OK Foods delivers on pledge to River Valley Regional Food Bank

The River Valley Regional Food Bank received 27,750 pounds of frozen chicken meat Tuesday as part of Fort Smith-based OK Foods’ prior pledge to provide a half-million pounds of chicken to the food bank over five years.
The first donation will help provide 125,000 meals to families in the Fort Smith region. The food bank, a member of Feeding America, is located at 1617 South Zero St. in Fort Smith. Ken Kupchick, marketing director for the food bank, showed 14 pallets of frozen meat, half cooked and half uncooked, Tuesday in a new freezer supplied by a partnership between Tyson and Walmart.

Sebastian County has a child food insecurity rate of 30 percent, totaling 6,700 children in Fort Smith alone, according to Kupchick.

OK Foods President and CEO Trent Goins said it is the company’s goal to “nourish the world,” but that begins by “nourishing the most vulnerable in our local community,” Goins said in a news release.

Working in conjunction with the Crawford-Sebastian County Community Development Council, the food bank recently completed renovation of a former grocery store on Zero Street that allows 10 times more refrigeration space and four times more freezer space than the prior location.

“The new facility allows the food bank to increase its capacity to service food pantries and feeding agencies across its seven county region,” Kupchick explained.

Ted Clemons, executive director of the River Valley Regional Food Bank, said the partnership with OK Foods will provide “sustained, quality protein so desperately needed by River Valley families.”
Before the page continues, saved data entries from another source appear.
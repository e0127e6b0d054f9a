//! Buffered framing on top of a non-blocking [`Channel`].
//!
//! [`FramedChannel`] owns a read buffer fed by [`FramedChannel::fill`] and a
//! write buffer drained by [`FramedChannel::flush`]. Neither ever blocks: a
//! partially written frame stays buffered until the next flush, so frames
//! leave the channel in the order they were written.

use std::{io, net::SocketAddr};

use bytes::{Buf, BytesMut};
use thiserror::Error;
use tokio_util::codec::Decoder;

use crate::{
    channel::{Channel, is_transient},
    codec::{CodecError, FramingError, MessageCodec},
    message::Message,
};

const READ_CHUNK: usize = 4096;

/// Errors raised while reading or writing frames.
#[derive(Debug, Error)]
pub enum FrameIoError {
    /// No complete frame is buffered yet.
    #[error("no complete frame available")]
    NoFrameAvailable,
    /// The peer closed the channel.
    #[error("stream closed")]
    StreamClosed,
    /// The inbound bytes are malformed.
    #[error(transparent)]
    Framing(#[from] FramingError),
    /// The transport failed.
    #[error("I/O error: {0}")]
    Io(#[from] io::Error),
}

impl From<CodecError> for FrameIoError {
    fn from(err: CodecError) -> Self {
        match err {
            CodecError::Framing(e) => Self::Framing(e),
            CodecError::Io(e) => Self::Io(e),
        }
    }
}

/// A [`Channel`] paired with the message codec and its buffers.
pub struct FramedChannel<C> {
    channel: C,
    codec: MessageCodec,
    read_buf: BytesMut,
    write_buf: BytesMut,
    read_limit: usize,
    eof: bool,
    closed: bool,
}

impl<C: Channel> FramedChannel<C> {
    /// Wrap `channel`, buffering at most one maximal frame of inbound data.
    pub fn new(channel: C, codec: MessageCodec) -> Self {
        let read_limit = codec.max_field_length().saturating_mul(3).saturating_add(64);
        Self {
            channel,
            codec,
            read_buf: BytesMut::with_capacity(READ_CHUNK),
            write_buf: BytesMut::new(),
            read_limit,
            eof: false,
            closed: false,
        }
    }

    #[must_use]
    pub fn peer_addr(&self) -> Option<SocketAddr> { self.channel.peer_addr() }

    #[must_use]
    pub fn codec(&self) -> &MessageCodec { &self.codec }

    /// Read available bytes until the channel would block, a complete frame
    /// is buffered, or the read buffer is full. Returns the bytes read.
    ///
    /// # Errors
    ///
    /// Returns [`FrameIoError::Framing`] for malformed input and
    /// [`FrameIoError::Io`] for transport failures.
    pub fn fill(&mut self) -> Result<usize, FrameIoError> {
        let mut total = 0;
        let mut chunk = [0_u8; READ_CHUNK];
        while !self.eof && self.read_buf.len() < self.read_limit {
            if self.codec.frame_len(&self.read_buf)?.is_some() {
                break;
            }
            let room = (self.read_limit - self.read_buf.len()).min(READ_CHUNK);
            match self.channel.try_read(&mut chunk[..room]) {
                Ok(0) => self.eof = true,
                Ok(n) => {
                    self.read_buf.extend_from_slice(&chunk[..n]);
                    total += n;
                }
                Err(e) if is_transient(&e) => break,
                Err(e) => return Err(e.into()),
            }
        }
        Ok(total)
    }

    /// Returns `true` when a complete frame is buffered.
    ///
    /// # Errors
    ///
    /// Returns [`FramingError`] when the buffered bytes are malformed.
    pub fn has_frame(&self) -> Result<bool, FramingError> {
        Ok(self.codec.frame_len(&self.read_buf)?.is_some())
    }

    /// Take the next buffered message.
    ///
    /// # Errors
    ///
    /// Returns [`FrameIoError::NoFrameAvailable`] when more bytes are needed
    /// and [`FrameIoError::StreamClosed`] once the peer has closed and no
    /// frame remains.
    pub fn next_message(&mut self) -> Result<Message, FrameIoError> {
        let decoded = if self.eof {
            self.codec.decode_eof(&mut self.read_buf)?
        } else {
            self.codec.decode(&mut self.read_buf)?
        };
        match decoded {
            Some(message) => Ok(message),
            None if self.eof => Err(FrameIoError::StreamClosed),
            None => Err(FrameIoError::NoFrameAvailable),
        }
    }

    /// Encode `message` behind any pending output and try to flush.
    ///
    /// Returns `true` when everything buffered has been written.
    ///
    /// # Errors
    ///
    /// Returns [`FrameIoError::Framing`] if the message cannot be encoded and
    /// [`FrameIoError::Io`] if the transport fails.
    pub fn write(&mut self, message: &Message) -> Result<bool, FrameIoError> {
        self.codec.encode_into(message, &mut self.write_buf)?;
        self.flush()
    }

    /// Write as much pending output as the channel accepts.
    ///
    /// Returns `true` when the write buffer is empty.
    ///
    /// # Errors
    ///
    /// Returns [`FrameIoError::Io`] if the transport fails or accepts zero
    /// bytes.
    pub fn flush(&mut self) -> Result<bool, FrameIoError> {
        while !self.write_buf.is_empty() {
            match self.channel.try_write(&self.write_buf) {
                Ok(0) => return Err(io::Error::from(io::ErrorKind::WriteZero).into()),
                Ok(n) => self.write_buf.advance(n),
                Err(e) if is_transient(&e) => return Ok(false),
                Err(e) => return Err(e.into()),
            }
        }
        Ok(true)
    }

    #[must_use]
    pub fn has_pending_writes(&self) -> bool { !self.write_buf.is_empty() }

    #[must_use]
    pub fn is_eof(&self) -> bool { self.eof }

    /// Shut the channel down. Later calls are no-ops.
    ///
    /// # Errors
    ///
    /// Returns any error from the underlying shutdown.
    pub fn close(&mut self) -> io::Result<()> {
        if self.closed {
            return Ok(());
        }
        self.closed = true;
        self.channel.shutdown()
    }
}

#[cfg(test)]
mod tests {
    use super::*;
    use crate::test_helpers::memory_pair;

    #[test]
    fn reads_frames_in_order() {
        let (channel, peer) = memory_pair();
        let mut framed = FramedChannel::new(channel, MessageCodec::default());
        peer.send_raw(b"HLO 1 a 2 -- 2 --\nBYE 1 a 2 -- 2 --");

        framed.fill().expect("fill");
        assert!(framed.has_frame().expect("scan"));
        assert_eq!(framed.next_message().expect("frame"), Message::hello("a", None));
        assert!(framed.next_message().expect("frame").is_quit());
        assert!(matches!(
            framed.next_message(),
            Err(FrameIoError::NoFrameAvailable)
        ));
    }

    #[test]
    fn closed_peer_reports_stream_closed() {
        let (channel, peer) = memory_pair();
        let mut framed = FramedChannel::new(channel, MessageCodec::default());
        peer.close();
        framed.fill().expect("fill");
        assert!(matches!(framed.next_message(), Err(FrameIoError::StreamClosed)));
    }

    #[test]
    fn close_mid_frame_is_truncation() {
        let (channel, peer) = memory_pair();
        let mut framed = FramedChannel::new(channel, MessageCodec::default());
        peer.send_raw(b"BCT 1 a 2");
        peer.close();
        framed.fill().expect("fill");
        assert!(matches!(
            framed.next_message(),
            Err(FrameIoError::Framing(FramingError::Truncated { .. }))
        ));
    }

    #[test]
    fn partial_writes_are_resumed() {
        let (channel, peer) = memory_pair();
        peer.set_write_limit(Some(5));
        let mut framed = FramedChannel::new(channel, MessageCodec::default());

        let done = framed.write(&Message::quit("a")).expect("write");
        assert!(!done);
        assert!(framed.has_pending_writes());
        while !framed.flush().expect("flush") {}
        assert_eq!(peer.received(), b"BYE 1 a 2 -- 2 --");
    }

    #[test]
    fn close_is_idempotent() {
        let (channel, peer) = memory_pair();
        let mut framed = FramedChannel::new(channel, MessageCodec::default());
        framed.close().expect("close");
        framed.close().expect("close again");
        assert!(peer.is_shut_down());
    }
}
//! `chatwire` server binary.
//!
//! Parses CLI arguments, installs logging and optional metrics export, then
//! serves clients until Ctrl+C.

mod cli;

use std::{error::Error, num::NonZeroU32, sync::Arc, time::Duration};

use chatwire::{
    ChatServer,
    NullMarker,
    Role,
    ServerConfig,
    ServerContext,
    directory::DirectoryError,
};
use clap::Parser;
use tracing::info;
use tracing_subscriber::EnvFilter;

use crate::cli::{Cli, NullMarkerArg};

fn server_config(cli: &Cli) -> ServerConfig {
    let null_marker = match cli.null_marker {
        NullMarkerArg::Sentinel => NullMarker::Sentinel,
        NullMarkerArg::NegativeLength => NullMarker::NegativeLength,
    };
    ServerConfig::default()
        .with_tick_period(Duration::from_millis(cli.tick_ms))
        .with_queue_capacity(cli.queue_capacity)
        .with_max_field_length(cli.max_field_length)
        .with_null_marker(null_marker)
        .with_inbound_rate(cli.inbound_rate.and_then(NonZeroU32::new))
}

fn seed_admin(ctx: &ServerContext, cli: &Cli) -> Result<(), DirectoryError> {
    let (Some(name), Some(secret)) = (&cli.admin_user, &cli.admin_secret) else {
        return Ok(());
    };
    ctx.users().create_user(name, secret, Role::God)?;
    info!(user = %name, "seeded administrator account");
    Ok(())
}

#[cfg(feature = "metrics")]
fn install_metrics(cli: &Cli) -> Result<(), Box<dyn Error>> {
    if let Some(addr) = cli.metrics_addr {
        metrics_exporter_prometheus::PrometheusBuilder::new()
            .with_http_listener(addr)
            .install()?;
        info!(%addr, "serving Prometheus metrics");
    }
    Ok(())
}

#[cfg(not(feature = "metrics"))]
fn install_metrics(cli: &Cli) -> Result<(), Box<dyn Error>> {
    if cli.metrics_addr.is_some() {
        tracing::warn!("metrics support not compiled in; ignoring --metrics-addr");
    }
    Ok(())
}

fn main() -> Result<(), Box<dyn Error>> {
    tracing_subscriber::fmt()
        .with_env_filter(EnvFilter::try_from_default_env().unwrap_or_else(|_| EnvFilter::new("info")))
        .init();

    let cli = Cli::parse();
    let mut runtime = tokio::runtime::Builder::new_multi_thread();
    if let Some(workers) = cli.workers {
        runtime.worker_threads(workers.max(1));
    }
    let runtime = runtime.enable_all().build()?;

    runtime.block_on(async {
        install_metrics(&cli)?;
        let ctx = ServerContext::builder().traffic_log(cli.traffic_log).build();
        seed_admin(&ctx, &cli)?;
        let server = ChatServer::new(Arc::new(ctx))
            .with_config(server_config(&cli))
            .bind(cli.bind)?;
        server.run().await?;
        Ok::<(), Box<dyn Error>>(())
    })
}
The meat supplied by OK Foods is the same quality sold to the restaurants, Kupchick said. OK Foods gave the food bank its choice of meats to pick from, he added. Clemons requested individual bags with two chickens cut into quarters for distribution to families in need. Previously, the chicken meat was received in large cardboard boxes, mostly with leg quarters frozen together.

This new method of distribution to the food bank, with two chickens in vacuum-sealed wraps, is also an effort to encourage family meals at the dinner table, Kupchick said. It is the food bank’s goal to encourage more home-cooked meals, bringing families together for discussions with a chain reaction of accountability to their family and their community, he added.

The cooked portion of OK Foods’ donation Tuesday was breaded nuggets of boneless wing and breast meat.

The River Valley Regional Food Bank serves Crawford, Franklin, Johnson, Logan, Polk, Scott, Sebastian and Yell counties through a network of 189 member agencies.

“In an area where just over 300,000 live, there are over 53,000 classified as food insecure and the food insecure include 25,000 children,” Kupchick said.

Many of those in need are are also elderly and disabled, he added. OK Foods has donated to the food bank in years past, but the new pledge of 100,000 pounds a year far surpasses their previous donations, Kupchick noted.